09/12/2024

La forêt est un corps et le corps est une forêt

 

Isabel Pérez del Pulgar

Isabel Pérez del Pulgar est une artiste plasticienne espagnole, qui vit et travaille depuis dix ans en Bretagne, à Douarnenez. Après un long parcours dans la recherche picturale, elle se rend compte qu’avec la peinture, il lui manque quelque chose. En 2000, elle découvre la vidéo, et elle commence alors à explorer ce médium qui ouvre tant de champs d’expression. « La vidéo c’est mon truc ! » Ce sera son moyen de travail privilégié.


"Nous sommes forêt"

Sa dernière vidéo est intitulée: « Nous sommes forêt. » Isabel Pérez del Pulgar fait une analogie entre le corps humain et la forêt. Elle compare en effet les cellules nerveuses de l’homme au mycélium, cet ensemble de filaments souterrains ramifiés qui forment la partie végétative des champignons. « On peut parler d’une similitude de structure et de comportement entre les mycéliums, le cerveau humain et la façon dont Internet est conçu », souligne-t-elle.  Autrement dit: « La forêt est un corps et le corps est une forêt ».
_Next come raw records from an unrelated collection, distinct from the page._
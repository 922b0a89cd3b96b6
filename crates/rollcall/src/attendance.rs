//! Daily attendance tracking.
//!
//! An [`AttendanceTracker`] holds the marks for one calendar date. Every
//! change is written to the date's own key first and then mirrored into the
//! history log by replacing that date's records wholesale, so the log for
//! the date always equals the tracker's marks after a successful call.
//!
//! The two writes are not atomic. If the history log cannot be read or
//! written, the date key is already updated and the log is left as it was;
//! the next successful [`AttendanceTracker::mark`] for the same date brings
//! the log back in line. An unreadable log is never replaced.

use chrono::{Local, NaiveDate};
use tracing::{debug, info};

use crate::codec;
use crate::error::Result;
use crate::history::History;
use crate::keys;
use crate::model::{AttendanceStatus, DailyAttendance};
use crate::report::{self, DailySummary};
use crate::roster::Roster;
use crate::store::KeyValueStore;

/// The device's current local date.
#[must_use]
pub fn today() -> NaiveDate {
    Local::now().date_naive()
}

/// Marks for a single calendar date.
#[derive(Debug, Clone, PartialEq, Eq)]
pub struct AttendanceTracker {
    date: NaiveDate,
    marks: DailyAttendance,
}

impl AttendanceTracker {
    /// Load today's marks.
    pub fn load_today<S: KeyValueStore + ?Sized>(store: &S) -> Self {
        Self::load(store, today())
    }

    /// Load the marks stored for `date`.
    ///
    /// Missing or unreadable data yields an empty mapping.
    pub fn load<S: KeyValueStore + ?Sized>(store: &S, date: NaiveDate) -> Self {
        let marks: DailyAttendance = codec::load_map(store, &keys::daily(date));
        debug!("Loaded {} mark(s) for {}", marks.len(), date);
        Self { date, marks }
    }

    /// The date these marks belong to.
    #[must_use]
    pub fn date(&self) -> NaiveDate {
        self.date
    }

    /// All marks for the date.
    #[must_use]
    pub fn marks(&self) -> &DailyAttendance {
        &self.marks
    }

    /// The mark for one student, if any.
    #[must_use]
    pub fn status_of(&self, student_id: &str) -> Option<AttendanceStatus> {
        self.marks.get(student_id).copied()
    }

    /// Mark a student and persist.
    ///
    /// # Errors
    ///
    /// Returns a store error if either write fails or if the history log
    /// cannot be read back for the rewrite. The in-memory mark is kept
    /// regardless.
    pub fn mark<S: KeyValueStore + ?Sized>(
        &mut self,
        store: &mut S,
        student_id: &str,
        status: AttendanceStatus,
    ) -> Result<()> {
        self.marks.insert(student_id.to_string(), status);
        info!("Marked {} {} on {}", student_id, status, self.date);

        codec::save(store, &keys::daily(self.date), &self.marks)?;

        let mut history = History::load_for_update(&*store)?;
        history.replace_date(self.date, &self.marks);
        history.save(store)
    }

    /// Drop every mark for the date, from the date key and from the history log.
    ///
    /// Returns the number of history records removed. Callers must confirm
    /// with the user before calling this.
    ///
    /// # Errors
    ///
    /// Returns a store error if the key removal fails or the history log
    /// cannot be read or written. The in-memory marks are cleared regardless.
    pub fn clear_today<S: KeyValueStore + ?Sized>(&mut self, store: &mut S) -> Result<usize> {
        self.marks.clear();
        store.remove(&keys::daily(self.date))?;

        let mut history = History::load_for_update(&*store)?;
        let removed = history.remove_date(self.date);
        if removed > 0 {
            history.save(store)?;
        }

        info!("Cleared attendance for {} ({} record(s))", self.date, removed);
        Ok(removed)
    }

    /// Present, absent and unmarked counts against `roster`.
    #[must_use]
    pub fn summary(&self, roster: &Roster) -> DailySummary {
        report::daily_summary(roster, self.date, &self.marks)
    }
}

#[cfg(test)]
mod tests {
    use super::*;
    use crate::model::AttendanceRecord;
    use crate::store::MemoryStore;
    use std::collections::BTreeSet;

    fn date(d: u32) -> NaiveDate {
        NaiveDate::from_ymd_opt(2024, 1, d).unwrap()
    }

    fn records_for(store: &MemoryStore, day: NaiveDate) -> BTreeSet<AttendanceRecord> {
        History::load(store).for_date(day).cloned().collect()
    }

    fn as_records(tracker: &AttendanceTracker) -> BTreeSet<AttendanceRecord> {
        tracker
            .marks()
            .iter()
            .map(|(id, status)| AttendanceRecord::new(id.clone(), tracker.date(), *status))
            .collect()
    }

    #[test]
    fn test_load_empty() {
        let store = MemoryStore::new();
        let tracker = AttendanceTracker::load(&store, date(1));
        assert!(tracker.marks().is_empty());
        assert_eq!(tracker.date(), date(1));
    }

    #[test]
    fn test_load_today_uses_local_date() {
        let store = MemoryStore::new();
        let tracker = AttendanceTracker::load_today(&store);
        assert_eq!(tracker.date(), today());
    }

    #[test]
    fn test_mark_persists_daily_and_history() {
        let mut store = MemoryStore::new();
        let mut tracker = AttendanceTracker::load(&store, date(1));

        tracker
            .mark(&mut store, "alice", AttendanceStatus::Present)
            .unwrap();

        assert_eq!(
            store.get("attendance_2024-01-01").unwrap().as_deref(),
            Some(r#"{"alice":"present"}"#)
        );
        assert_eq!(records_for(&store, date(1)), as_records(&tracker));
        assert_eq!(
            AttendanceTracker::load(&store, date(1)).status_of("alice"),
            Some(AttendanceStatus::Present)
        );
    }

    #[test]
    fn test_history_matches_marks_after_any_sequence() {
        let mut store = MemoryStore::new();
        let mut tracker = AttendanceTracker::load(&store, date(4));
        let sequence = [
            ("a", AttendanceStatus::Present),
            ("b", AttendanceStatus::Absent),
            ("a", AttendanceStatus::Absent),
            ("c", AttendanceStatus::Present),
            ("b", AttendanceStatus::Present),
            ("a", AttendanceStatus::Present),
        ];

        for (id, status) in sequence {
            tracker.mark(&mut store, id, status).unwrap();
            assert_eq!(records_for(&store, date(4)), as_records(&tracker));
        }

        assert_eq!(History::load(&store).records().len(), 3);
    }

    #[test]
    fn test_mark_twice_is_idempotent() {
        let mut once = MemoryStore::new();
        let mut twice = MemoryStore::new();

        let mut t1 = AttendanceTracker::load(&once, date(1));
        t1.mark(&mut once, "a", AttendanceStatus::Present).unwrap();

        let mut t2 = AttendanceTracker::load(&twice, date(1));
        t2.mark(&mut twice, "a", AttendanceStatus::Present).unwrap();
        t2.mark(&mut twice, "a", AttendanceStatus::Present).unwrap();

        assert_eq!(t1.marks(), t2.marks());
        assert_eq!(
            once.get(keys::HISTORY).unwrap(),
            twice.get(keys::HISTORY).unwrap()
        );
    }

    #[test]
    fn test_mark_leaves_other_dates_alone() {
        let mut store = MemoryStore::new();
        let mut yesterday = AttendanceTracker::load(&store, date(1));
        yesterday.mark(&mut store, "a", AttendanceStatus::Absent).unwrap();

        let mut current = AttendanceTracker::load(&store, date(2));
        current.mark(&mut store, "a", AttendanceStatus::Present).unwrap();

        assert_eq!(records_for(&store, date(1)), as_records(&yesterday));
        assert_eq!(records_for(&store, date(2)), as_records(&current));
    }

    #[test]
    fn test_clear_today_removes_only_that_date() {
        let mut store = MemoryStore::new();
        let mut earlier = AttendanceTracker::load(&store, date(1));
        earlier.mark(&mut store, "a", AttendanceStatus::Present).unwrap();

        let mut tracker = AttendanceTracker::load(&store, date(2));
        tracker.mark(&mut store, "a", AttendanceStatus::Present).unwrap();
        tracker.mark(&mut store, "b", AttendanceStatus::Absent).unwrap();

        let removed = tracker.clear_today(&mut store).unwrap();

        assert_eq!(removed, 2);
        assert!(tracker.marks().is_empty());
        assert!(!store.contains_key("attendance_2024-01-02"));
        assert!(records_for(&store, date(2)).is_empty());
        assert_eq!(records_for(&store, date(1)), as_records(&earlier));
    }

    #[test]
    fn test_clear_without_history_writes_nothing() {
        let mut store = MemoryStore::new();
        let mut tracker = AttendanceTracker::load(&store, date(1));

        assert_eq!(tracker.clear_today(&mut store).unwrap(), 0);
        assert!(!store.contains_key(keys::HISTORY));
    }

    #[test]
    fn test_failed_history_write_leaves_stores_diverged_until_next_mark() {
        let mut store = MemoryStore::new();
        let mut tracker = AttendanceTracker::load(&store, date(1));
        tracker.mark(&mut store, "a", AttendanceStatus::Present).unwrap();

        store.fail_writes_for(keys::HISTORY);
        let err = tracker
            .mark(&mut store, "b", AttendanceStatus::Absent)
            .unwrap_err();
        assert!(err.is_store_write_error());

        // The date key has both marks, the log still only has the first.
        assert_eq!(AttendanceTracker::load(&store, date(1)).marks().len(), 2);
        assert_eq!(records_for(&store, date(1)).len(), 1);
        assert_eq!(tracker.marks().len(), 2);

        store.heal();
        tracker.mark(&mut store, "a", AttendanceStatus::Present).unwrap();
        assert_eq!(records_for(&store, date(1)), as_records(&tracker));
    }

    #[test]
    fn test_failed_daily_write_skips_history() {
        let mut store = MemoryStore::new();
        store.fail_writes_for("attendance_2024-01-01");
        let mut tracker = AttendanceTracker::load(&store, date(1));

        assert!(tracker
            .mark(&mut store, "a", AttendanceStatus::Present)
            .is_err());
        assert_eq!(tracker.status_of("a"), Some(AttendanceStatus::Present));
        assert!(!store.contains_key(keys::HISTORY));
    }

    #[test]
    fn test_unreadable_daily_key_starts_empty() {
        let mut store = MemoryStore::new();
        store.set("attendance_2024-01-01", "][").unwrap();
        let tracker = AttendanceTracker::load(&store, date(1));
        assert!(tracker.marks().is_empty());
    }

    #[test]
    fn test_unreadable_history_is_not_overwritten_by_mark() {
        let mut store = MemoryStore::new();
        let mut earlier = AttendanceTracker::load(&store, date(1));
        earlier.mark(&mut store, "a", AttendanceStatus::Present).unwrap();
        earlier.mark(&mut store, "b", AttendanceStatus::Absent).unwrap();
        let logged = store.get(keys::HISTORY).unwrap();

        store.fail_reads_for(keys::HISTORY);
        let mut current = AttendanceTracker::load(&store, date(2));
        let err = current
            .mark(&mut store, "a", AttendanceStatus::Present)
            .unwrap_err();
        assert!(matches!(err, crate::Error::StoreRead { .. }));

        store.heal();
        assert_eq!(store.get(keys::HISTORY).unwrap(), logged);
        assert_eq!(records_for(&store, date(1)), as_records(&earlier));
        assert_eq!(
            AttendanceTracker::load(&store, date(2)).status_of("a"),
            Some(AttendanceStatus::Present)
        );

        current.mark(&mut store, "a", AttendanceStatus::Present).unwrap();
        assert_eq!(records_for(&store, date(1)), as_records(&earlier));
        assert_eq!(records_for(&store, date(2)), as_records(&current));
    }

    #[test]
    fn test_corrupt_history_is_not_overwritten_by_mark() {
        let mut store = MemoryStore::new();
        store.set(keys::HISTORY, "[{\"studentId\":").unwrap();

        let mut tracker = AttendanceTracker::load(&store, date(1));
        assert!(tracker
            .mark(&mut store, "a", AttendanceStatus::Present)
            .is_err());
        assert_eq!(
            store.get(keys::HISTORY).unwrap().as_deref(),
            Some("[{\"studentId\":")
        );
    }

    #[test]
    fn test_clear_today_fails_on_unreadable_history() {
        let mut store = MemoryStore::new();
        let mut tracker = AttendanceTracker::load(&store, date(1));
        tracker.mark(&mut store, "a", AttendanceStatus::Present).unwrap();

        store.fail_reads_for(keys::HISTORY);
        assert!(tracker.clear_today(&mut store).is_err());
        assert!(!store.contains_key("attendance_2024-01-01"));

        store.heal();
        assert_eq!(records_for(&store, date(1)).len(), 1);
        assert_eq!(tracker.clear_today(&mut store).unwrap(), 1);
        assert!(records_for(&store, date(1)).is_empty());
    }

    #[test]
    fn test_clear_today_fails_on_corrupt_history() {
        let mut store = MemoryStore::new();
        store.set(keys::HISTORY, "{not json").unwrap();

        let mut tracker = AttendanceTracker::load(&store, date(1));
        assert!(tracker.clear_today(&mut store).is_err());
        assert_eq!(
            store.get(keys::HISTORY).unwrap().as_deref(),
            Some("{not json")
        );
    }
}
L’installation qu’elle a présenté en novembre et décembre à « Bouillons Kub », à Orval, dans la Manche (1), est une étonnante oeuvre pluridisciplinaire. Le travail de la vidéaste est vraiment fascinant. Il tient à la fois de la performance, de l’assemblage d’objets ramassés dans la nature, de l’installation, de l’enregistrement de sons dans la forêt, de musique électroacoustique et de poignantes scènes de danse. C’est une oeuvre totale, onirique et intimiste, fantastique et singulière, qui dit la fragilité de nos existences mais aussi notre force invisible. Dans cette vidéo, comme toujours, l'artiste se met en scène. « Mon propre corps articule l’espace. » 








Dans la construction de l’exposition, elle a repris, sur une grande table, l’idée des cabinets de curiosités, « avec l’intention de créer un microcosme ».

 








 

 


 

 


 

La vidéo, de huit minutes trente, se répète en boucle sur le mur. « Dans un enchevêtrement de branches,  Isabel Pérez del Pulgar danse, voire elle lutte ou se débat », explique André dans son journal de « Bouillons Kub ». On la voit allongée sur un lit de feuilles mortes et on peut assister « au commencement de sa lente métamorphose de chrysalide à papillon de nuit ». « La phase la plus troublante à mes yeux, poursuit André, est celle où les deux femmes en noir sont associées à deux pierres blanches. Leur forme évoque à la fois le galet et l’oeuf. Elles sont animées par un battement, tel un coeur. »

 

 




La pierre respire. Le paysage respire, il est vivant, il est en train de se réveiller. La forêt respire, elle est vivante. Nous sommes vivants nous aussi. Nous respirons. Nous sommes forêt.



Bruno SOURDIN.


  1. Bouillons Kub, un lieu d’exposition d’art contemporain, à Orval-sur-Sienne, près de Coutances (50).